Jika program RA memang bertujuan untuk menyelesaikan persoalan ketimpangan penguasaan lahan serta menurunkan angka kemiskinan di pedesaan dengan memberikan akses tanah lebih luas kepada rakyat maka seharusnya program RA tidak boleh dijalankan dengan skema “tertutup” dan tidak memberikan ruang partisipasi rakyat dalam pelaksanaanya. Skema TORA yang hanya dilakukan pada lokasi indikasi yang sudah ditentukan dan kesempatan menyampaikan usulan hanya satu kali dan hanya melalui Bupati menunjukkan bahwa sesungguhnya negara melalui Kementrian Lingkungan Hidup dan Kehutanan tidak pernah serius dalam menjalankan dan memenuhi target politik program RA sebagaimana tercantum dalam RPJMN dan Nawa Cita pemerintah Jokowi - Jusuf Kalla.

Dengan demikian, tujuan dari program RA tidak akan pernah tercapai dan terpenuhi karena program RA tidak tepat lokasi, tidak tepat sasaran, tidak partisipatif dan tidak tepat strategi pelaksanaan serta tidak menyentuh akar persoalan ketimpangan penguasaan lahan dan kemiskinan di pedesaan.



PS: Bagaimana Nasibnya setelah 12 Tahun?

Dalam rencana kerja stategis, pemerintah Jokowid dengan dengan tegas menyebutkan angka yang menjadi target program perhutanan sosial sebesar 12,7 juta ha. Angka tersebut tentu saja bukan angka yang muncul tiba-tiba tanpa hitungan matematika dan pertimbangan teknis. Angka 12,7 juta ha menjadi angka sakral yang terus di tunggu oleh rakyat realisasinya.

Dalam rangka mempercepat pencapaian target perhutanan sosial tersebut, pemerintah pusat melalui Kementrian Lingkungan Hidup dan Kehutanan menerbitkan beberapa peraturan teknis mekanisme usulan program perhutanan sosial. Selain itu pemerintah juga telah mengalokasikan 13,8 juta ha kawasan hutan sebagai wilayah indikasi lokasi untuk program perhutanan sosial.

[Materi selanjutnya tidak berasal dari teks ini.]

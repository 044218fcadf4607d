use byteorder::{BigEndian, ReadBytesExt, WriteBytesExt};
use serde::Serialize;
use std::io::{Cursor, Read, Seek, Write};

use crate::error::CapacityOverflow;
use crate::mp4box::{
    box_start, read_box_header_ext, skip_bytes, skip_bytes_to, BoxType, BoxWriter, Error, Mp4Box,
    ReadBox, Result, WriteBox,
};

/// MPEG-4 audio sampling frequencies, indexed by `samplingFrequencyIndex`.
const SAMPLE_RATES: [u32; 13] = [
    96000, 88200, 64000, 48000, 44100, 32000, 24000, 22050, 16000, 12000, 11025, 8000, 7350,
];

/// AAC-LC audio object type.
pub const AOT_AAC_LC: u8 = 2;

#[derive(Debug, Clone, PartialEq, Eq, Default, Serialize)]
pub struct EsdsBox {
    pub version: u8,
    pub flags: u32,
    pub es_desc: ESDescriptor,
}

impl EsdsBox {
    /// Wraps an encoder-provided `AudioSpecificConfig`.
    pub fn from_audio_specific_config(asc: impl Into<Vec<u8>>) -> Self {
        Self {
            version: 0,
            flags: 0,
            es_desc: ESDescriptor::new(DecoderSpecificDescriptor::from_raw(asc)),
        }
    }

    /// Builds an AAC-LC configuration for the given rate and channel count.
    pub fn synthesize(sample_rate: u32, channels: u16) -> Self {
        Self::from_audio_specific_config(audio_specific_config(AOT_AAC_LC, sample_rate, channels))
    }

    /// RFC 6381 codec string, e.g. `mp4a.40.2`.
    pub fn codec_string(&self) -> String {
        let dec_config = &self.es_desc.dec_config;
        format!(
            "mp4a.{:02x}.{}",
            dec_config.object_type_indication, dec_config.dec_specific.profile
        )
    }
}

impl Mp4Box for EsdsBox {
    fn box_type(&self) -> BoxType {
        BoxType::EsdsBox
    }

    fn summary(&self) -> Result<String> {
        let dec_specific = &self.es_desc.dec_config.dec_specific;
        let s = format!(
            "profile={} freq_index={} chan_conf={}",
            dec_specific.profile, dec_specific.freq_index, dec_specific.chan_conf
        );
        Ok(s)
    }
}

impl<R: Read + Seek> ReadBox<&mut R> for EsdsBox {
    fn read_box(reader: &mut R, size: u64) -> Result<Self> {
        let start = box_start(reader)?;

        let (version, flags) = read_box_header_ext(reader)?;

        let mut es_desc = None;

        let mut current = reader.stream_position()?;
        let end = start + size;
        while current < end {
            let (desc_tag, desc_size) = read_desc(reader)?;
            match desc_tag {
                0x03 => {
                    es_desc = Some(ESDescriptor::read_desc(reader, desc_size)?);
                }
                _ => break,
            }
            current = reader.stream_position()?;
        }

        let Some(es_desc) = es_desc else {
            return Err(Error::InvalidData("ESDescriptor not found"));
        };

        skip_bytes_to(reader, start + size)?;

        Ok(Self {
            version,
            flags,
            es_desc,
        })
    }
}

impl WriteBox<&mut BoxWriter> for EsdsBox {
    fn write_box(&self, writer: &mut BoxWriter) -> Result<()> {
        writer.write_full_box(self.box_type(), self.version, self.flags, |w| {
            self.es_desc.write_desc(w)
        })?;
        Ok(())
    }
}

trait Descriptor: Sized {
    const DESC_TAG: u8;

    fn desc_size(&self) -> u32;
}

trait ReadDesc<T>: Sized {
    fn read_desc(_: T, size: u32) -> Result<Self>;
}

trait WriteDesc<T>: Sized {
    fn write_desc(&self, _: T) -> Result<()>;
}

fn read_desc<R: Read>(reader: &mut R) -> Result<(u8, u32)> {
    let tag = reader.read_u8()?;

    let mut size: u32 = 0;
    for _ in 0..4 {
        let b = reader.read_u8()?;
        size = (size << 7) | (b & 0x7F) as u32;
        if b & 0x80 == 0 {
            break;
        }
    }

    Ok((tag, size))
}

fn size_of_length(size: u32) -> u32 {
    match size {
        0x0..=0x7F => 1,
        0x80..=0x3FFF => 2,
        0x4000..=0x1FFFFF => 3,
        _ => 4,
    }
}

fn write_desc_header<W: Write>(writer: &mut W, tag: u8, size: u32) -> Result<()> {
    if size > 0x0FFF_FFFF {
        return Err(CapacityOverflow::Field("descriptor length").into());
    }
    writer.write_u8(tag)?;

    let len = size_of_length(size);
    for i in (0..len).rev() {
        let mut b = ((size >> (i * 7)) & 0x7F) as u8;
        if i > 0 {
            b |= 0x80;
        }
        writer.write_u8(b)?;
    }

    Ok(())
}

/// Full size of a descriptor: tag, length field and payload.
fn total_size<D: Descriptor>(desc: &D) -> u32 {
    let size = desc.desc_size();
    1 + size_of_length(size) + size
}

#[derive(Debug, Clone, PartialEq, Eq, Default, Serialize)]
pub struct ESDescriptor {
    pub es_id: u16,

    pub dec_config: DecoderConfigDescriptor,
    pub sl_config: SLConfigDescriptor,
}

impl ESDescriptor {
    pub fn new(dec_specific: DecoderSpecificDescriptor) -> Self {
        Self {
            es_id: 1,
            dec_config: DecoderConfigDescriptor::new(dec_specific),
            sl_config: SLConfigDescriptor::new(),
        }
    }
}

impl Descriptor for ESDescriptor {
    const DESC_TAG: u8 = 0x03;

    fn desc_size(&self) -> u32 {
        3 + total_size(&self.dec_config) + total_size(&self.sl_config)
    }
}

impl<R: Read + Seek> ReadDesc<&mut R> for ESDescriptor {
    fn read_desc(reader: &mut R, size: u32) -> Result<Self> {
        let start = reader.stream_position()?;

        let es_id = reader.read_u16::<BigEndian>()?;
        reader.read_u8()?; // XXX flags must be 0

        let mut dec_config = None;
        let mut sl_config = None;

        let mut current = reader.stream_position()?;
        let end = start + size as u64;
        while current < end {
            let (desc_tag, desc_size) = read_desc(reader)?;
            match desc_tag {
                0x04 => {
                    dec_config = Some(DecoderConfigDescriptor::read_desc(reader, desc_size)?);
                }
                0x06 => {
                    sl_config = Some(SLConfigDescriptor::read_desc(reader, desc_size)?);
                }
                _ => {
                    skip_bytes(reader, desc_size as u64)?;
                }
            }
            current = reader.stream_position()?;
        }

        Ok(Self {
            es_id,
            dec_config: dec_config.unwrap_or_default(),
            sl_config: sl_config.unwrap_or_default(),
        })
    }
}

impl<W: Write> WriteDesc<&mut W> for ESDescriptor {
    fn write_desc(&self, writer: &mut W) -> Result<()> {
        write_desc_header(writer, Self::DESC_TAG, self.desc_size())?;
        writer.write_u16::<BigEndian>(self.es_id)?;
        writer.write_u8(0)?; // no stream dependence, URL or OCR stream

        self.dec_config.write_desc(&mut *writer)?;
        self.sl_config.write_desc(&mut *writer)?;
        Ok(())
    }
}

#[derive(Debug, Clone, PartialEq, Eq, Default, Serialize)]
pub struct DecoderConfigDescriptor {
    pub object_type_indication: u8,
    pub stream_type: u8,
    pub up_stream: u8,
    pub buffer_size_db: u32,
    pub max_bitrate: u32,
    pub avg_bitrate: u32,

    pub dec_specific: DecoderSpecificDescriptor,
}

impl DecoderConfigDescriptor {
    pub fn new(dec_specific: DecoderSpecificDescriptor) -> Self {
        Self {
            object_type_indication: 0x40, // MPEG-4 audio
            stream_type: 0x05,            // audio stream
            up_stream: 0,
            buffer_size_db: 0,
            max_bitrate: 0,
            avg_bitrate: 0,
            dec_specific,
        }
    }
}

impl Descriptor for DecoderConfigDescriptor {
    const DESC_TAG: u8 = 0x04;

    fn desc_size(&self) -> u32 {
        13 + total_size(&self.dec_specific)
    }
}

impl<R: Read + Seek> ReadDesc<&mut R> for DecoderConfigDescriptor {
    fn read_desc(reader: &mut R, size: u32) -> Result<Self> {
        let start = reader.stream_position()?;

        let object_type_indication = reader.read_u8()?;
        let byte_a = reader.read_u8()?;
        let stream_type = (byte_a & 0xFC) >> 2;
        let up_stream = byte_a & 0x02;
        let buffer_size_db = reader.read_u24::<BigEndian>()?;
        let max_bitrate = reader.read_u32::<BigEndian>()?;
        let avg_bitrate = reader.read_u32::<BigEndian>()?;

        let mut dec_specific = None;

        let mut current = reader.stream_position()?;
        let end = start + size as u64;
        while current < end {
            let (desc_tag, desc_size) = read_desc(reader)?;
            match desc_tag {
                0x05 => {
                    dec_specific = Some(DecoderSpecificDescriptor::read_desc(reader, desc_size)?);
                }
                _ => {
                    skip_bytes(reader, desc_size as u64)?;
                }
            }
            current = reader.stream_position()?;
        }

        Ok(Self {
            object_type_indication,
            stream_type,
            up_stream,
            buffer_size_db,
            max_bitrate,
            avg_bitrate,
            dec_specific: dec_specific.unwrap_or_default(),
        })
    }
}

impl<W: Write> WriteDesc<&mut W> for DecoderConfigDescriptor {
    fn write_desc(&self, writer: &mut W) -> Result<()> {
        write_desc_header(writer, Self::DESC_TAG, self.desc_size())?;
        writer.write_u8(self.object_type_indication)?;
        writer.write_u8((self.stream_type << 2) | (self.up_stream & 0x02) | 1)?; // 1 reserved
        writer.write_u24::<BigEndian>(self.buffer_size_db)?;
        writer.write_u32::<BigEndian>(self.max_bitrate)?;
        writer.write_u32::<BigEndian>(self.avg_bitrate)?;

        self.dec_specific.write_desc(&mut *writer)?;
        Ok(())
    }
}

/// `AudioSpecificConfig`. The raw bytes are written back untouched.
#[derive(Debug, Clone, PartialEq, Eq, Default, Serialize)]
pub struct DecoderSpecificDescriptor {
    pub profile: u8,
    pub freq_index: u8,
    pub chan_conf: u8,

    #[serde(skip_serializing)]
    pub raw: Vec<u8>,
}

impl DecoderSpecificDescriptor {
    pub fn from_raw(raw: impl Into<Vec<u8>>) -> Self {
        let raw = raw.into();
        let (profile, freq_index, chan_conf) =
            parse_audio_specific_config(&raw).unwrap_or_default();
        Self {
            profile,
            freq_index,
            chan_conf,
            raw,
        }
    }

    /// Sampling frequency, when it is one of the indexed rates.
    pub fn sample_rate(&self) -> Option<u32> {
        SAMPLE_RATES.get(self.freq_index as usize).copied()
    }
}

impl Descriptor for DecoderSpecificDescriptor {
    const DESC_TAG: u8 = 0x05;

    fn desc_size(&self) -> u32 {
        self.raw.len() as u32
    }
}

fn get_audio_object_type(byte_a: u8, byte_b: u8) -> u8 {
    let mut profile = byte_a >> 3;
    if profile == 31 {
        profile = 32 + ((byte_a & 7) | (byte_b >> 5));
    }

    profile
}

fn get_chan_conf<R: Read>(
    reader: &mut R,
    byte_b: u8,
    freq_index: u8,
    extended_profile: bool,
) -> Result<u8> {
    let chan_conf;
    if freq_index == 15 {
        // Skip the 24 bit sample rate
        let sample_rate = reader.read_u24::<BigEndian>()?;
        chan_conf = ((sample_rate >> 4) & 0x0F) as u8;
    } else if extended_profile {
        let byte_c = reader.read_u8()?;
        chan_conf = (byte_b & 1) | (byte_c & 0xE0);
    } else {
        chan_conf = (byte_b >> 3) & 0x0F;
    }

    Ok(chan_conf)
}

fn parse_audio_specific_config(raw: &[u8]) -> Result<(u8, u8, u8)> {
    let mut reader = Cursor::new(raw);
    let byte_a = reader.read_u8()?;
    let byte_b = reader.read_u8()?;
    let profile = get_audio_object_type(byte_a, byte_b);
    let freq_index;
    let chan_conf;
    if profile > 31 {
        freq_index = (byte_b >> 1) & 0x0F;
        chan_conf = get_chan_conf(&mut reader, byte_b, freq_index, true)?;
    } else {
        freq_index = ((byte_a & 0x07) << 1) + (byte_b >> 7);
        chan_conf = get_chan_conf(&mut reader, byte_b, freq_index, false)?;
    }
    Ok((profile, freq_index, chan_conf))
}

/// Encodes an `AudioSpecificConfig` with the given object type.
///
/// Rates outside the index table use the explicit 24-bit escape.
pub fn audio_specific_config(object_type: u8, sample_rate: u32, channels: u16) -> Vec<u8> {
    let mut bits: u64 = 0;
    let mut len = 0;
    let mut push = |value: u64, width: u32| {
        bits = (bits << width) | (value & ((1 << width) - 1));
        len += width;
    };

    push(object_type as u64, 5);
    match SAMPLE_RATES.iter().position(|rate| *rate == sample_rate) {
        Some(index) => push(index as u64, 4),
        None => {
            push(15, 4);
            push(sample_rate as u64, 24);
        }
    }
    push(channels.min(15) as u64, 4);
    push(0, 3); // frameLengthFlag, dependsOnCoreCoder, extensionFlag

    let padding = (8 - len % 8) % 8;
    let bits = bits << padding;
    let byte_len = ((len + padding) / 8) as usize;
    bits.to_be_bytes()[8 - byte_len..].to_vec()
}

impl<R: Read + Seek> ReadDesc<&mut R> for DecoderSpecificDescriptor {
    fn read_desc(reader: &mut R, size: u32) -> Result<Self> {
        let mut raw = vec![0u8; size as usize];
        reader.read_exact(&mut raw)?;
        Ok(Self::from_raw(raw))
    }
}

impl<W: Write> WriteDesc<&mut W> for DecoderSpecificDescriptor {
    fn write_desc(&self, writer: &mut W) -> Result<()> {
        write_desc_header(writer, Self::DESC_TAG, self.desc_size())?;
        writer.write_all(&self.raw)?;
        Ok(())
    }
}

#[derive(Debug, Clone, PartialEq, Eq, Default, Serialize)]
pub struct SLConfigDescriptor {}

impl SLConfigDescriptor {
    pub fn new() -> Self {
        Self {}
    }
}

impl Descriptor for SLConfigDescriptor {
    const DESC_TAG: u8 = 0x06;

    fn desc_size(&self) -> u32 {
        1
    }
}

impl<R: Read + Seek> ReadDesc<&mut R> for SLConfigDescriptor {
    fn read_desc(reader: &mut R, _size: u32) -> Result<Self> {
        reader.read_u8()?; // pre-defined

        Ok(Self {})
    }
}

impl<W: Write> WriteDesc<&mut W> for SLConfigDescriptor {
    fn write_desc(&self, writer: &mut W) -> Result<()> {
        write_desc_header(writer, Self::DESC_TAG, self.desc_size())?;
        writer.write_u8(2)?; // pre-defined
        Ok(())
    }
}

Dalam skema Perhutanan Sosial, kebun kelapa sawit milik masyarakat yang ada dalam kawasan hutan dimungkinkan untuk diakomodir dalam seluruh skema baik HD, HKM, HTR maupun Kemitraan Kehutanan, namun demikian tanaman kelapa sawit tidak secara serta merta diberi keleluasaan hidup hingga sampai masa daur habis (25 tahun), karena secara regulasi kelapa sawit yang diakomodir dalam program perhutanan sosial hanya tanaman kelapa sawit yang ditanan sebelum PermenLHK nomor 83/2016 tentang Perhutanan Sosial diterbitkan dengan masa hidup hanya sampai kelapa sawit berumur 12 tahun dengan kewajiban bagi pemilik kebun melakukan penyisipan tanaman kayu pada kebun kelapa sawit 100 batang/ha.

Pertanyaan sederhana yang muncul kemudian adalah “lalu bagaimana kalau kelapa sawit sudah berumur 12 tahun?” Maukah masyarakat memusnahkan tanaman kelapa sawit yang sedang berada pada puncak masa produksi tersebut dan menggantinya dengan tanaman kehutanan? Bagaimana kehidupan petani yang tidak mempunyai sumber kehidupan lain selain kebun kelapa sawit tersebut ketika tanaman kelapa sawit dimusnahkan dan tanaman kehutanan belum produksi?

Hingga saat ini pemerintah belum mampu menjawab berbagai pertanyaan tersebut, baik pemerintah pusat maupun pemerintah daerah. Selama tidak ada jawaban yang cukup meyakinkan terhadap keberlanjutan nasib sumber penghidupan bagi para petani kelapa sawit terebut sulit rasanya program perhutanan sosial diterima oleh para petani sawit mandiri yang berkebun dalam kawasan hutan.